The overall and specific goal of this application is the identification of novel high affinity and selective functional antagonists of the neuropeptide Y Y2 receptor subtype.
We aim to identify, design and synthesize novel, potent, and selective Y2R antagonists as tools for research on alcohol dependence with potential as clinically effective therapeutic agents.

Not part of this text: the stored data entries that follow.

//! Capability declarations.
//!
//! A [`Capability`] names one detectable fact about the target environment
//! and carries everything needed to probe and emit it. The capability name
//! is also the macro name written to the config header.

use serde::{Deserialize, Serialize};

/// What kind of fact a capability describes.
///
/// Presence kinds (`header`, `function`, `behavioral`) are emitted as
/// `#define NAME 1` or a commented `#undef`. `declaration` always emits a
/// literal 0 or 1. `integer` and `define` carry arbitrary values.
#[derive(Debug, Clone, Copy, Serialize, Deserialize, PartialEq, Eq, Hash)]
#[serde(rename_all = "snake_case")]
pub enum CapabilityKind {
    /// A header can be included.
    Header,
    /// A function links.
    Function,
    /// A symbol is declared (function, macro or variable).
    Declaration,
    /// A test program builds, runs and exits 0.
    Behavioral,
    /// A test program prints an integer (e.g. `sizeof(long)`).
    Integer,
    /// A declared constant; never probed.
    Define,
}

impl CapabilityKind {
    pub fn name(&self) -> &'static str {
        match self {
            CapabilityKind::Header => "header",
            CapabilityKind::Function => "function",
            CapabilityKind::Declaration => "declaration",
            CapabilityKind::Behavioral => "behavioral",
            CapabilityKind::Integer => "integer",
            CapabilityKind::Define => "define",
        }
    }

    /// Whether resolving this kind requires running a probe.
    pub fn is_probed(&self) -> bool {
        !matches!(self, CapabilityKind::Define)
    }

    /// Whether absence is emitted as a commented `#undef`.
    pub fn is_presence(&self) -> bool {
        matches!(
            self,
            CapabilityKind::Header | CapabilityKind::Function | CapabilityKind::Behavioral
        )
    }

    /// The value an absent capability of this kind resolves to.
    pub fn absent_value(&self) -> ResolvedValue {
        match self {
            CapabilityKind::Header
            | CapabilityKind::Function
            | CapabilityKind::Behavioral
            | CapabilityKind::Declaration => ResolvedValue::Flag(false),
            CapabilityKind::Integer | CapabilityKind::Define => ResolvedValue::Undefined,
        }
    }

    /// The value a present capability of this kind resolves to when the
    /// probe reported no associated value.
    pub fn present_value(&self) -> Option<ResolvedValue> {
        match self {
            CapabilityKind::Header
            | CapabilityKind::Function
            | CapabilityKind::Behavioral
            | CapabilityKind::Declaration => Some(ResolvedValue::Flag(true)),
            CapabilityKind::Integer | CapabilityKind::Define => None,
        }
    }
}

impl std::fmt::Display for CapabilityKind {
    fn fmt(&self, f: &mut std::fmt::Formatter<'_>) -> std::fmt::Result {
        f.write_str(self.name())
    }
}

/// A concrete resolved value.
#[derive(Debug, Clone, PartialEq, Eq, Hash, Serialize, Deserialize)]
#[serde(untagged)]
pub enum ResolvedValue {
    Flag(bool),
    Integer(i64),
    Text(String),
    Undefined,
}

impl ResolvedValue {
    /// Whether a dependent capability may treat this value as "available".
    pub fn is_present(&self) -> bool {
        match self {
            ResolvedValue::Flag(b) => *b,
            ResolvedValue::Integer(_) | ResolvedValue::Text(_) => true,
            ResolvedValue::Undefined => false,
        }
    }

    /// Parse an invoker-supplied value for a capability of `kind`.
    ///
    /// Returns `None` when `raw` is not meaningful for that kind.
    pub fn parse_for(kind: CapabilityKind, raw: &str) -> Option<ResolvedValue> {
        let raw = raw.trim();
        match kind {
            CapabilityKind::Header
            | CapabilityKind::Function
            | CapabilityKind::Behavioral
            | CapabilityKind::Declaration => parse_flag(raw).map(ResolvedValue::Flag),
            CapabilityKind::Integer => match raw {
                "undef" | "" => Some(ResolvedValue::Undefined),
                other => other.parse::<i64>().ok().map(ResolvedValue::Integer),
            },
            CapabilityKind::Define => Some(match raw {
                "undef" | "" => ResolvedValue::Undefined,
                other => match other.parse::<i64>() {
                    Ok(v) => ResolvedValue::Integer(v),
                    Err(_) => ResolvedValue::Text(
                        other
                            .strip_prefix('"')
                            .and_then(|s| s.strip_suffix('"'))
                            .unwrap_or(other)
                            .to_string(),
                    ),
                },
            }),
        }
    }

    /// Stable textual form used for hashing records.
    pub fn canonical(&self) -> String {
        match self {
            ResolvedValue::Flag(b) => format!("flag:{}", b),
            ResolvedValue::Integer(v) => format!("int:{}", v),
            ResolvedValue::Text(s) => format!("text:{}", s),
            ResolvedValue::Undefined => "undef".to_string(),
        }
    }
}

impl std::fmt::Display for ResolvedValue {
    fn fmt(&self, f: &mut std::fmt::Formatter<'_>) -> std::fmt::Result {
        match self {
            ResolvedValue::Flag(true) => f.write_str("yes"),
            ResolvedValue::Flag(false) | ResolvedValue::Undefined => f.write_str("no"),
            ResolvedValue::Integer(v) => write!(f, "{}", v),
            ResolvedValue::Text(s) => write!(f, "\"{}\"", s),
        }
    }
}

fn parse_flag(raw: &str) -> Option<bool> {
    match raw.to_ascii_lowercase().as_str() {
        "1" | "yes" | "true" | "on" => Some(true),
        "0" | "no" | "false" | "off" => Some(false),
        _ => None,
    }
}

/// One declared, probeable fact.
#[derive(Debug, Clone, PartialEq, Eq, Serialize, Deserialize)]
pub struct Capability {
    /// Unique name; also the emitted macro name.
    pub name: String,

    pub kind: CapabilityKind,

    /// Header file, symbol or integer expression under test.
    #[serde(default)]
    pub subject: String,

    /// Headers included ahead of the test unit.
    #[serde(default)]
    pub includes: Vec<String>,

    /// Complete test program for `behavioral` capabilities.
    #[serde(default)]
    pub program: Option<String>,

    /// Capabilities that must resolve present before this one is probed.
    #[serde(default)]
    pub dependencies: Vec<String>,

    /// Value used when the probe is indeterminate.
    #[serde(default)]
    pub default_on_indeterminate: Option<ResolvedValue>,

    /// Declared value for `define` capabilities.
    #[serde(default)]
    pub value: Option<ResolvedValue>,

    /// Comment emitted above the definition.
    #[serde(default)]
    pub description: Option<String>,

    /// Emit inside an `#ifndef NAME` guard.
    #[serde(default)]
    pub guarded: bool,

    /// Counts toward the majority-failure threshold.
    #[serde(default = "default_core")]
    pub core: bool,
}

fn default_core() -> bool {
    true
}

impl Capability {
    fn base(name: String, kind: CapabilityKind, subject: String) -> Self {
        Self {
            name,
            kind,
            subject,
            includes: Vec::new(),
            program: None,
            dependencies: Vec::new(),
            default_on_indeterminate: None,
            value: None,
            description: None,
            guarded: false,
            core: true,
        }
    }

    /// `HAVE_<HEADER>`: the header can be included.
    pub fn header(header: &str) -> Self {
        let mut cap = Self::base(
            macro_name("HAVE", header),
            CapabilityKind::Header,
            header.to_string(),
        );
        cap.description = Some(format!("Define to 1 if you have the <{}> header file.", header));
        cap
    }

    /// `HAVE_<FUNCTION>`: the function links.
    pub fn function(function: &str) -> Self {
        let mut cap = Self::base(
            macro_name("HAVE", function),
            CapabilityKind::Function,
            function.to_string(),
        );
        cap.description = Some(format!("Define to 1 if you have the `{}' function.", function));
        cap
    }

    /// `HAVE_DECL_<SYMBOL>`: the symbol is declared.
    pub fn declaration(symbol: &str) -> Self {
        let mut cap = Self::base(
            macro_name("HAVE_DECL", symbol),
            CapabilityKind::Declaration,
            symbol.to_string(),
        );
        cap.description = Some(format!(
            "Define to 1 if you have the declaration of `{}', and to 0 if you don't.",
            symbol
        ));
        cap
    }

    /// A runtime behaviour check; `program` must exit 0 when the behaviour holds.
    pub fn behavioral(name: impl Into<String>, program: impl Into<String>) -> Self {
        let mut cap = Self::base(name.into(), CapabilityKind::Behavioral, String::new());
        cap.program = Some(program.into());
        cap
    }

    /// An integer-valued check; `expression` is evaluated by a test program.
    pub fn integer(name: impl Into<String>, expression: impl Into<String>) -> Self {
        Self::base(name.into(), CapabilityKind::Integer, expression.into())
    }

    /// A declared constant.
    pub fn define(name: impl Into<String>, value: ResolvedValue) -> Self {
        let mut cap = Self::base(name.into(), CapabilityKind::Define, String::new());
        cap.value = Some(value);
        cap
    }

    pub fn named(mut self, name: impl Into<String>) -> Self {
        self.name = name.into();
        self
    }

    pub fn depends_on(mut self, dependency: impl Into<String>) -> Self {
        self.dependencies.push(dependency.into());
        self
    }

    pub fn with_includes<I, S>(mut self, includes: I) -> Self
    where
        I: IntoIterator<Item = S>,
        S: Into<String>,
    {
        self.includes.extend(includes.into_iter().map(Into::into));
        self
    }

    pub fn with_subject(mut self, subject: impl Into<String>) -> Self {
        self.subject = subject.into();
        self
    }

    pub fn with_default(mut self, value: ResolvedValue) -> Self {
        self.default_on_indeterminate = Some(value);
        self
    }

    pub fn with_description(mut self, description: impl Into<String>) -> Self {
        self.description = Some(description.into());
        self
    }

    pub fn guarded(mut self) -> Self {
        self.guarded = true;
        self
    }

    /// Exclude from majority-failure accounting.
    pub fn non_core(mut self) -> Self {
        self.core = false;
        self
    }

    pub fn absent_value(&self) -> ResolvedValue {
        self.kind.absent_value()
    }

    /// Check that the declaration is complete for its kind.
    pub fn validate(&self) -> Result<(), String> {
        if !is_c_identifier(&self.name) {
            return Err("name is not a valid C identifier".to_string());
        }
        match self.kind {
            CapabilityKind::Header
            | CapabilityKind::Function
            | CapabilityKind::Declaration
            | CapabilityKind::Integer
                if self.subject.trim().is_empty() =>
            {
                return Err(format!("{} capability needs a subject", self.kind));
            }
            CapabilityKind::Behavioral
                if self.program.as_deref().map_or(true, |p| p.trim().is_empty()) =>
            {
                return Err("behavioral capability needs a program".to_string());
            }
            CapabilityKind::Define if self.value.is_none() => {
                return Err("define capability needs a value".to_string());
            }
            _ => {}
        }
        if let Some(default) = &self.default_on_indeterminate {
            if !default_fits(self.kind, default) {
                return Err(format!(
                    "default {:?} does not fit a {} capability",
                    default, self.kind
                ));
            }
        }
        Ok(())
    }
}

fn default_fits(kind: CapabilityKind, value: &ResolvedValue) -> bool {
    match kind {
        CapabilityKind::Header
        | CapabilityKind::Function
        | CapabilityKind::Behavioral
        | CapabilityKind::Declaration => matches!(value, ResolvedValue::Flag(_)),
        CapabilityKind::Integer => {
            matches!(value, ResolvedValue::Integer(_) | ResolvedValue::Undefined)
        }
        CapabilityKind::Define => true,
    }
}

/// Build a macro name the way autoheader does: upper-case, every
/// character outside `[A-Z0-9_]` becomes `_`.
pub fn macro_name(prefix: &str, subject: &str) -> String {
    let body: String = subject
        .chars()
        .map(|c| {
            if c.is_ascii_alphanumeric() {
                c.to_ascii_uppercase()
            } else {
                '_'
            }
        })
        .collect();
    if prefix.is_empty() {
        body
    } else {
        format!("{}_{}", prefix, body)
    }
}

/// Whether `s` is usable as a C macro name.
pub fn is_c_identifier(s: &str) -> bool {
    let mut chars = s.chars();
    match chars.next() {
        Some(c) if c.is_ascii_alphabetic() || c == '_' => {}
        _ => return false,
    }
    chars.all(|c| c.is_ascii_alphanumeric() || c == '_')
}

We aim to achieve this goal via medicinal chemistry design based on existing Y2R ligands that are available or have been obtained in our high throughput screening efforts. The disease target, alcohol addiction and dependence, represents an enormous health burden on society and for which currently available pharmacotherapies have insufficient efficacy. We propose Y2R antagonism as a mechanism to achieve the therapeutic objective. While no clinical validation exists for the mechanism, the hypothesis supported by preclinical data from multiple sources. A translational research team composed of medicinal chemists, computational chemists, cell biologists, pharmacologists, and physiologists with extensive drug discovery experience is prepared to execute a molecule development program centered on the design, synthesis and evaluation of agents for that can be used in alcohol dependence research based on their actions at the NPY Y2 receptor. Compounds will be developed in an iterative cycle of ligand evaluation and re-design. Medicinal chemistry efforts will focus on development of new and better compounds. The in vitro pharmacology of novel compounds will be assessed in multiple cell-based assays and will include NPY receptor counterscreens to routinely determine potency and selectivity at a very early stage. DMPK properties of leads will be determined both in vitro and in vivo throughout the process as well. Additional in vivo assessments of compound activity on alcohol dependence, including a validated test for efficacy assessment in reducing alcohol self-administration in rats, will be performed in the NIH/NIAAA laboratory of Dr. Markus Heilig. All other work will be performed at extramural sites. Unique aspects of our approach include an early reliance upon selectivity data, DMPK information, and early animal efficacy studies.
Alcoholism, an enormous health burden in the USA and worldwide, is one of the most imposing medical and socioeconomic concerns for our society. The Neuropeptide Y Y2 receptor is thought to play a role in alcohol dependence and addiction. Our goal is to generate a novel chemical entity to be used in alcohol research and with the potential of unraveling Y2R contributions to alcoholism.